La chronique de Patrick Pilcer
12H19 - mardi 16 janvier 2024

Gouvernement Attal, le vrai défi sera la réforme de l’Etat. La chronique de Patrick Pilcer

 

Depuis la nomination de Gabriel Attal comme Premier Ministre et l’annonce de la composition de son gouvernement, chacun y va de son commentaire sur les coups politiques réussis ou non, et sur la capacité de ce gouvernement à tenir jusqu’aux élections européennes. Il est clairement impossible pour Attal de demander un vote de confiance, il ne peut compter sur le moindre état de grâce, et on peut légitimement s’interroger sur sa capacité à tenir lors des premières motions de censure comme à faire mieux qu’Edith Cresson? Mais l’essentiel n’est pas là.

Bien sûr la « capture » de Rachida Dati et son passage sous le Joug Macronien ne peuvent qu’étonner et faire verser beaucoup d’encre, même s’il faut sûrement y voir les prémices d’une alliance au Centre pour éjecter enfin Anne Hidalgo de la Mairie de Paris.  L’Alliance gagnante se profile à l’horizon.

Beaucoup fustigent la nomination de Amélie Oudéa Castéra à la quatrième place du gouvernement avec un très large ministère de l’Education, de la Jeunesse, des Sports et des JO.

Pourtant, si on est en droit de s’interroger sur la capacité et l’expérience de Dati à la Culture, n’est pas Malraux qui veut, et on jugera sur les actes, force est de reconnaître qu’Amélie Oudéa Castéra est exactement l’incarnation de l’Education et des Sports.

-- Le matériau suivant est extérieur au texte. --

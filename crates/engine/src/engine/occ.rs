//! Optimistic concurrency control for execution state writes
//!
//! The coarse lock prevents conflicts in the common case; OCC is the
//! correctness backstop against cross-process races (admin resume colliding
//! with a queue retry). Writers read, apply a pure delta, and retry with
//! jittered exponential backoff on version conflicts.

use rand::Rng;
use std::time::Duration;

/// OCC retry knobs
#[derive(Debug, Clone)]
pub struct OccConfig {
    pub max_retries: u32,
    pub base_delay: Duration,
}

impl Default for OccConfig {
    fn default() -> Self {
        Self {
            max_retries: 5,
            base_delay: Duration::from_millis(50),
        }
    }
}

impl OccConfig {
    /// Backoff before retry `attempt` (1-based): `base·2^(attempt-1)` plus
    /// up to one base delay of jitter.
    pub fn backoff(&self, attempt: u32) -> Duration {
        let exp = self.base_delay * 2u32.pow(attempt.saturating_sub(1).min(10));
        let jitter_ms = rand::thread_rng().gen_range(0..=self.base_delay.as_millis() as u64);
        exp + Duration::from_millis(jitter_ms)
    }
}

#[cfg(test)]
mod tests {
    use super::*;

    #[test]
    fn test_backoff_grows_with_attempts() {
        let config = OccConfig {
            max_retries: 5,
            base_delay: Duration::from_millis(50),
        };
        let first = config.backoff(1);
        let third = config.backoff(3);
        assert!(first >= Duration::from_millis(50));
        assert!(first <= Duration::from_millis(100));
        assert!(third >= Duration::from_millis(200));
        assert!(third <= Duration::from_millis(250));
    }
}
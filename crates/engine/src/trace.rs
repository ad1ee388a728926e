//! Explicit trace context threaded through every call
//!
//! Replaces any notion of ambient "current trace" state. The context crosses
//! HTTP boundaries via `to_headers`/`from_headers` and rides inside queue
//! jobs and bus events.

use serde::{Deserialize, Serialize};
use uuid::Uuid;

pub const TRACE_ID_HEADER: &str = "x-trace-id";
pub const SPAN_ID_HEADER: &str = "x-span-id";
pub const PARENT_SPAN_ID_HEADER: &str = "x-parent-span-id";
pub const CORRELATION_ID_HEADER: &str = "x-correlation-id";

/// Correlation identifiers for one causal chain of work
#[derive(Debug, Clone, PartialEq, Eq, Serialize, Deserialize)]
pub struct TraceContext {
    pub trace_id: String,
    pub span_id: String,
    #[serde(skip_serializing_if = "Option::is_none")]
    pub parent_span_id: Option<String>,
    #[serde(skip_serializing_if = "Option::is_none")]
    pub correlation_id: Option<String>,
}

impl TraceContext {
    /// Start a fresh trace.
    pub fn new() -> Self {
        Self {
            trace_id: Uuid::new_v4().to_string(),
            span_id: Uuid::new_v4().to_string(),
            parent_span_id: None,
            correlation_id: None,
        }
    }

    /// Derive a child span within the same trace.
    pub fn child(&self) -> Self {
        Self {
            trace_id: self.trace_id.clone(),
            span_id: Uuid::new_v4().to_string(),
            parent_span_id: Some(self.span_id.clone()),
            correlation_id: self.correlation_id.clone(),
        }
    }

    pub fn with_correlation_id(mut self, correlation_id: &str) -> Self {
        self.correlation_id = Some(correlation_id.to_string());
        self
    }

    /// Serialize for an outbound HTTP call.
    pub fn to_headers(&self) -> Vec<(String, String)> {
        let mut headers = vec![
            (TRACE_ID_HEADER.to_string(), self.trace_id.clone()),
            (SPAN_ID_HEADER.to_string(), self.span_id.clone()),
        ];
        if let Some(parent) = &self.parent_span_id {
            headers.push((PARENT_SPAN_ID_HEADER.to_string(), parent.clone()));
        }
        if let Some(corr) = &self.correlation_id {
            headers.push((CORRELATION_ID_HEADER.to_string(), corr.clone()));
        }
        headers
    }

    /// Reconstruct from inbound headers; starts a new trace when absent.
    pub fn from_headers<'a, I>(headers: I) -> Self
    where
        I: IntoIterator<Item = (&'a str, &'a str)>,
    {
        let mut trace_id = None;
        let mut span_id = None;
        let mut parent_span_id = None;
        let mut correlation_id = None;
        for (name, value) in headers {
            match name.to_ascii_lowercase().as_str() {
                TRACE_ID_HEADER => trace_id = Some(value.to_string()),
                SPAN_ID_HEADER => span_id = Some(value.to_string()),
                PARENT_SPAN_ID_HEADER => parent_span_id = Some(value.to_string()),
                CORRELATION_ID_HEADER => correlation_id = Some(value.to_string()),
                _ => {}
            }
        }
        match trace_id {
            Some(trace_id) => Self {
                trace_id,
                span_id: span_id.unwrap_or_else(|| Uuid::new_v4().to_string()),
                parent_span_id,
                correlation_id,
            },
            None => Self::new(),
        }
    }
}

impl Default for TraceContext {
    fn default() -> Self {
        Self::new()
    }
}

Voilà une femme qui a su concilier de brillantes études (Sciences Po, ESSEC, ENA) et le sport de très haut niveau (championne de tennis), sans devenir comme son oncle Alain Duhamel et son cousin Jérôme Duhamel une journaliste politique.

Pour le coup, elle est pile poil la femme de la situation. Cette nomination, surprenante pour certains, est au contraire rationnelle et porteuse d’espoir tant pour l’Education que pour le Sport. A elle, à présent, comme elle a su le faire dans son ministère des Sports face à Laporte et Graet, de s’imposer face au « Mammouth » du ministère de l’Education Nationale. La vraie bonne surprise, c’est elle.

Car, au final, le vrai défi est là : la parfaite prise en main de l’Administration et de l’Etat par les politiques, par les ministres, et la nécessaire Réforme de l’Etat.

 

Cette Réforme de l’Etat, tout le monde en parle, mais personne ne la réalise.

Chacun a en tête les déclarations de Sarkozy, de Fillon, de Macron, mais on peut remonter à Chaban Delmas. Il faut relire son discours de Politique Générale de septembre 1969. Gabriel Attal pourrait en reprendre une grande partie tant il est toujours actuel, actuel car rien n’a véritablement été fait !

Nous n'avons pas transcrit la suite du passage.